Archiv

Subheadline: Das fröhliche Wandbild im Stadtteil Wüste soll im kommenden Sommer vollendet werden
Startseite: 
15.09.2015

(15.09.2015) jfr Osnabrück. Ganz so lang ist der Eisenbahntunnel an der Limberger Straße im Stadtteil Wüste eigentlich nicht. Aber wer sich linker Hand in den Farbwelten der Fassadenmalereien von Angelika Walter verliert, der landet von nun an im tiefsten Dezemberschnee, noch ehe der Tunnel vorbei ist: Der „Musikexpress“ nimmt den Betrachter mit auf eine Reise durch das Jahr. In diesem Sommer hat die Künstlerin die Monate Oktober bis Dezember gemalt. Im nächsten Jahr will sie ihr Bild dann gänzlich vollenden



Künstlerin Angelika Walter
Foto: Hermann Pentermann

Spazierfreudige Wüstenbewohner konnten in den vergangenen Monaten verfolgen, wie aus 60 Quadratmeter Tunnelwand drei weitere „Zugfenster“ wurden, die den Blick in Walters fantastische Landschaftsgeschichten eröffnen. Diese Öffentlichkeit ist genau so gewollt. Beim improvisierten „Brückencafé“ kam die Künstlerin zwischen Campingstühlen mit den Menschen ins Gespräch. „Brücken verbinden Menschen, das finde ich spannend“, sagt sie, und ein Zug sei ein Ort der Begegnung. Auch die Musik, das zentrale Thema des Bildes, kommt dabei nicht zu kurz: „Leute kommen vorbei, mit Gitarre oder Akkordeon, und spielen hier unter der Brücke.“

Dass gerade diese Begegnungen sich immer wieder in ihrer Arbeit wiederfinden, zeigt besonders der letzte Waggon und dessen Passagier, ein Engel vor einer dunklen Winterwunderwelt. „Der Engel passt nachts auf die Passanten auf“, so die Künstlerin. Auf einem kleinen Schild steht „Security“. Dabei hat die Brücke ihre ursprüngliche Düsterkeit längst eingebüßt. Bereits 1986 begann Angelika Walter mit der Außenansicht des Musikexpresses, der die andere Tunnelwand ziert und aus allerhand Musikinstrumenten besteht.

„Geräusche in Kunstform sind Musik“, sagt Walter, und Geräusche, die durch das Echo des Tunnels bizarr verzerrt werden, seien hier keine Mangelware. Seit 2011 arbeitet die Künstlerin an der Innenansicht des Zuges an der südöstlichen Tunnelwand. Dort geht es nicht weniger musikalisch zu. Tina Turner und einer der legendären Blues Brothers reisen durch Walters Traumlandschaften.

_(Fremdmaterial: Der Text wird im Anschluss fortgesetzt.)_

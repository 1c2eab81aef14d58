//! Wallet Ledger
//!
//! Ledger-backed wallet engine: per-account balances in integer minor
//! units, deposits, withdrawals and atomic two-wallet transfers, with
//! cache-aside reads of wallets and transaction history.
//!
//! # Architecture
//!
//! - **Storage gateway**: scoped transactions with pessimistic row locks
//!   ([`storage::LedgerStore`]); PostgreSQL and in-process adapters
//! - **Cache gateway**: TTL key-value store with pattern deletion
//!   ([`cache::CacheGateway`]); Redis, in-process and disabled adapters
//! - **Engine**: [`LedgerEngine`] owns locking, invariants and invalidation
//!
//! # Invariants
//!
//! - No wallet balance is ever negative
//! - Every record satisfies `balance_after == balance_before + amount`
//! - A transfer writes exactly two records that sum to zero
//! - Two-wallet operations lock rows in ascending wallet-id order
//!
//! # Example
//!
//! ```no_run
//! use rust_decimal::Decimal;
//! use std::sync::Arc;
//! use wallet_ledger::{LedgerEngine, MemoryCache, MemoryStore, OpContext};
//!
//! #[tokio::main]
//! async fn main() -> wallet_ledger::Result<()> {
//!     let store = MemoryStore::new();
//!     let account = store.create_account("alice", "hash");
//!     let engine = LedgerEngine::with_defaults(store, Arc::new(MemoryCache::new()));
//!
//!     let ctx = OpContext::background();
//!     let wallet = engine.create_wallet(&ctx, account.id).await?;
//!     engine
//!         .deposit(&ctx, wallet.id, Decimal::new(20050, 2), "salary")
//!         .await?;
//!
//!     Ok(())
//! }
//! ```

#![forbid(unsafe_code)]
#![warn(rust_2018_idioms)]

pub mod cache;
pub mod config;
pub mod context;
pub mod engine;
pub mod error;
pub mod metrics;
pub mod money;
pub mod records;
pub mod storage;
pub mod telemetry;
pub mod types;

// Re-exports
pub use cache::{CacheGateway, MemoryCache, NoopCache, RedisCache, WalletCache};
pub use crate::config::Config;
pub use context::OpContext;
pub use engine::LedgerEngine;
pub use error::{LedgerError, Result};
pub use metrics::Metrics;
pub use money::Money;
pub use storage::{LedgerStore, MemoryStore, PgStore, StoreTransaction};
pub use types::{Account, AccountId, TransactionKind, TransactionRecord, Wallet, WalletId};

Walter selbst beschreibt ihren Stil als fantastischen Realismus oder auch als leicht surrealistisch – ohne sich darauf festnageln lassen zu wollen. Das ist auch gar nicht nötig. Die Bürger in der Wüste nehmen den Ort inzwischen als kulturellen Treffpunkt an, zu Goethes Geburtstag am 28. August etwa fand ein Poetry-Slam zu Füßen des Literaten und Humanisten statt, der es sich im ersten Waggon bequem gemacht hat.

Dieter Höfner von der Bürgerstiftung Osnabrück, die das spendenfinanzierte Projekt maßgeblich fördert, schlug in seiner Festrede gleich mal den ganz großen Bogen zur aktuellen Flüchtlingspolitik: „Eisenbahnzüge mit Flüchtlingen transportieren heimatlose menschliche Schicksale, gestern, heute, morgen. So gesehen vermittelt das Bild eine ganz eigensinnige humanitäre Botschaft.“

Im Sommer 2016 soll es weitergehen mit den letzten Metern des Zuges. Wohin die Reise genau geht, will Angelika Walter noch nicht verraten. Nur einen Hinweis gibt sie: Auf dem Fenster mit dem Engel funkele das Sternenbild der „Leier“. Und mit der stieg der Sänger Orpheus bekanntlich in die Unterwelt.